= YOUR INSTRUCTIONS =
Nothing but the lines from the one containing "repository b7639228db68e35f" through the one containing "in the view", both included, should be given again, each exactly as written below.

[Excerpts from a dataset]
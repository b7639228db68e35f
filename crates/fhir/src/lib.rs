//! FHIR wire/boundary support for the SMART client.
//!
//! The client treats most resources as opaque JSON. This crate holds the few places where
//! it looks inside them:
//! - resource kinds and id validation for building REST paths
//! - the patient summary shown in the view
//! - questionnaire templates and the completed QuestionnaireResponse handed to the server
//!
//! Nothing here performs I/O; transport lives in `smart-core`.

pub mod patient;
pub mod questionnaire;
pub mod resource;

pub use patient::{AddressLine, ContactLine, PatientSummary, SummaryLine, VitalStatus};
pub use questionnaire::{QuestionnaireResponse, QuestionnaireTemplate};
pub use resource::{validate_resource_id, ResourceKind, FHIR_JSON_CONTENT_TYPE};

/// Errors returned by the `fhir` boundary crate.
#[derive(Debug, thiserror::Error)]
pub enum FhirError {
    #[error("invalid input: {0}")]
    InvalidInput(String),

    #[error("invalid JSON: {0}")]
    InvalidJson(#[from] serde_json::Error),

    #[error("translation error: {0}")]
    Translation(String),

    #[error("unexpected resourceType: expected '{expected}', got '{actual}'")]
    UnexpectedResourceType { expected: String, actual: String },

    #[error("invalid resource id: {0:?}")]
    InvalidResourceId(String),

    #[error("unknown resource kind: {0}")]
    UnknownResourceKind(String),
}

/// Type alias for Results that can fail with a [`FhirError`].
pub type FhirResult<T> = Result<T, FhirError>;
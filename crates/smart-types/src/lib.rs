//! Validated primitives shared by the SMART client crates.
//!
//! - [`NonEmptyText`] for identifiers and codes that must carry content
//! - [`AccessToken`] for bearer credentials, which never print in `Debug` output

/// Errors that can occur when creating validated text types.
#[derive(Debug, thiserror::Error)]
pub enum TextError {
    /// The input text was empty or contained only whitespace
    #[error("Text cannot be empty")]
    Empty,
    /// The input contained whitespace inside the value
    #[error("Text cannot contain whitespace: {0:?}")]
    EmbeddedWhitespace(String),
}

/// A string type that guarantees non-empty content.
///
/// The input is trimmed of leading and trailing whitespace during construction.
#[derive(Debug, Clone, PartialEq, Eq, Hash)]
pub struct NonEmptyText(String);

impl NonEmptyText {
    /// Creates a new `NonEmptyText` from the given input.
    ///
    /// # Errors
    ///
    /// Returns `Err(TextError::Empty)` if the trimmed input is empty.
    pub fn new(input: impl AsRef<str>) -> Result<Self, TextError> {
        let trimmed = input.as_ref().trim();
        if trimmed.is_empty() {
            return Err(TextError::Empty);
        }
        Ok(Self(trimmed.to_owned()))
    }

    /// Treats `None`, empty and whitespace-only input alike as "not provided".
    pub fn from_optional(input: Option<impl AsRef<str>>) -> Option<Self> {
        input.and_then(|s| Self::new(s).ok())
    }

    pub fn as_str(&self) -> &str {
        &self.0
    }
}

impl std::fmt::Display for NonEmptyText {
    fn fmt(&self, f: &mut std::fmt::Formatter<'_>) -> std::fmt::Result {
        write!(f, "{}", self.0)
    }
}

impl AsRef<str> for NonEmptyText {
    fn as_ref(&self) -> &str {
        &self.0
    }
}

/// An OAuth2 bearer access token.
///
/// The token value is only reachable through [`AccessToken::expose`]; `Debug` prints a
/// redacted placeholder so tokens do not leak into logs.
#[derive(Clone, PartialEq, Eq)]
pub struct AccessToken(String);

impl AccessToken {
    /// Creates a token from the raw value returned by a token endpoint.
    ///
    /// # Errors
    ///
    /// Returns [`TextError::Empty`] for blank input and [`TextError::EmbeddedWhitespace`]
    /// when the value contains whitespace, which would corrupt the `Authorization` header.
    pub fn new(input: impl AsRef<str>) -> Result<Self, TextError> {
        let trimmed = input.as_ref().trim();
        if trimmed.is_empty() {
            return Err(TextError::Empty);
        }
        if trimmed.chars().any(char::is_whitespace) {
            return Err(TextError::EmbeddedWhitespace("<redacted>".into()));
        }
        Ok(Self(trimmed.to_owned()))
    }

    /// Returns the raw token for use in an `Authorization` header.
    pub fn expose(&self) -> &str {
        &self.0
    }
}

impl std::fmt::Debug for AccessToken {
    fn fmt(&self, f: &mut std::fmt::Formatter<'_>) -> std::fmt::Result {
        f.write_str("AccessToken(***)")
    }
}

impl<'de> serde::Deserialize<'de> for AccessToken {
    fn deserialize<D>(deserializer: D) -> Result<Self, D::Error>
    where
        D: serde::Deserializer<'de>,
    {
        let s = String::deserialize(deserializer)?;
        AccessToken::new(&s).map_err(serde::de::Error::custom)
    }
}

...

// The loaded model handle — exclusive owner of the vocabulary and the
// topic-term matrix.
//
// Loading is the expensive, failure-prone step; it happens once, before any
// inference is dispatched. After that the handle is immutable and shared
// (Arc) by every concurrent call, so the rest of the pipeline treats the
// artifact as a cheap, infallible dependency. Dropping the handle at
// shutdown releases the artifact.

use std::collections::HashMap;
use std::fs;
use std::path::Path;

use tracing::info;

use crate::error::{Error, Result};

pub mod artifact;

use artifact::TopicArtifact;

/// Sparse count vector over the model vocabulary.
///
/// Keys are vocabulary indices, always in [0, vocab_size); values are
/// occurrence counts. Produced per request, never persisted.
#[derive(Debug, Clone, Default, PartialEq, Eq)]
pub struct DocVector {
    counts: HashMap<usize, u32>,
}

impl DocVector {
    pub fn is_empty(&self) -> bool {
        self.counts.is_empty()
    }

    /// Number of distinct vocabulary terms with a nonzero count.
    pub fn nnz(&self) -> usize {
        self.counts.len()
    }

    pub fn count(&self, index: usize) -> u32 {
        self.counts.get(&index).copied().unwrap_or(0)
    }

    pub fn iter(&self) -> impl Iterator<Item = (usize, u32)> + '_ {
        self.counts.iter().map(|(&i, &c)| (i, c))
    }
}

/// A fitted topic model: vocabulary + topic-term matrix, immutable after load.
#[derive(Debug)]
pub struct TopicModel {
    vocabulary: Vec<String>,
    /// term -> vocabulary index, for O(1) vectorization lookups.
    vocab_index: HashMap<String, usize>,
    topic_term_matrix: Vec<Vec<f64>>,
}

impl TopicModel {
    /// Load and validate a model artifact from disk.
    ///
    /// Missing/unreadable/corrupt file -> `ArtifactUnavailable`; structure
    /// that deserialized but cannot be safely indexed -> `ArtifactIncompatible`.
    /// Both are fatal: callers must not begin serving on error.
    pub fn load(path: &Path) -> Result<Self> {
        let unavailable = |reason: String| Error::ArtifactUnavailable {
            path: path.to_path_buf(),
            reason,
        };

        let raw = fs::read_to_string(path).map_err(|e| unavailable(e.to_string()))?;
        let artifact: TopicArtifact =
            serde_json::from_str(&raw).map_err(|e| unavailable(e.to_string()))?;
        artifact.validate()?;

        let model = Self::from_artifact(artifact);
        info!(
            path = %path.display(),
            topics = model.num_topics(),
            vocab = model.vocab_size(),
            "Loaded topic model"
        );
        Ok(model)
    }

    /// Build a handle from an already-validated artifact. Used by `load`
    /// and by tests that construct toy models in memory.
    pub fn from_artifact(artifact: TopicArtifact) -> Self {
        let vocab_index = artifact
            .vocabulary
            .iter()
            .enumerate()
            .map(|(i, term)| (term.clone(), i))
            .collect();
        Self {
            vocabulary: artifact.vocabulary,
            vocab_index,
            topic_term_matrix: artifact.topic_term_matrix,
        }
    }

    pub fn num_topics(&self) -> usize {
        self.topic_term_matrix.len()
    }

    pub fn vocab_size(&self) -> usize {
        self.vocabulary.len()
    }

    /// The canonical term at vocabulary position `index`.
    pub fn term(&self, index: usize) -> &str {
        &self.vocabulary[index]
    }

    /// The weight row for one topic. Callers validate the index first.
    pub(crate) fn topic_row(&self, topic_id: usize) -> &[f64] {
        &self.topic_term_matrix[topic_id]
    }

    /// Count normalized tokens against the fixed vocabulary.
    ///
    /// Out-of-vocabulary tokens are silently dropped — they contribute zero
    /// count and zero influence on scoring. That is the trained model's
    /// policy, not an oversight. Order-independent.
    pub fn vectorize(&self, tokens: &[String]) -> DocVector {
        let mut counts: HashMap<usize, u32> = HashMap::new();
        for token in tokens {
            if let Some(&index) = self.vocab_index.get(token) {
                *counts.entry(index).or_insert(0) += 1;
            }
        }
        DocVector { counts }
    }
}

= REPLY =
repository b7639228db68e35f
filename crates/fhir/src/lib.rs
//! FHIR wire/boundary support for the SMART client.
//!
//! The client treats most resources as opaque JSON. This crate holds the few places where
//! it looks inside them:
//! - resource kinds and id validation for building REST paths
//! - the patient summary shown in the view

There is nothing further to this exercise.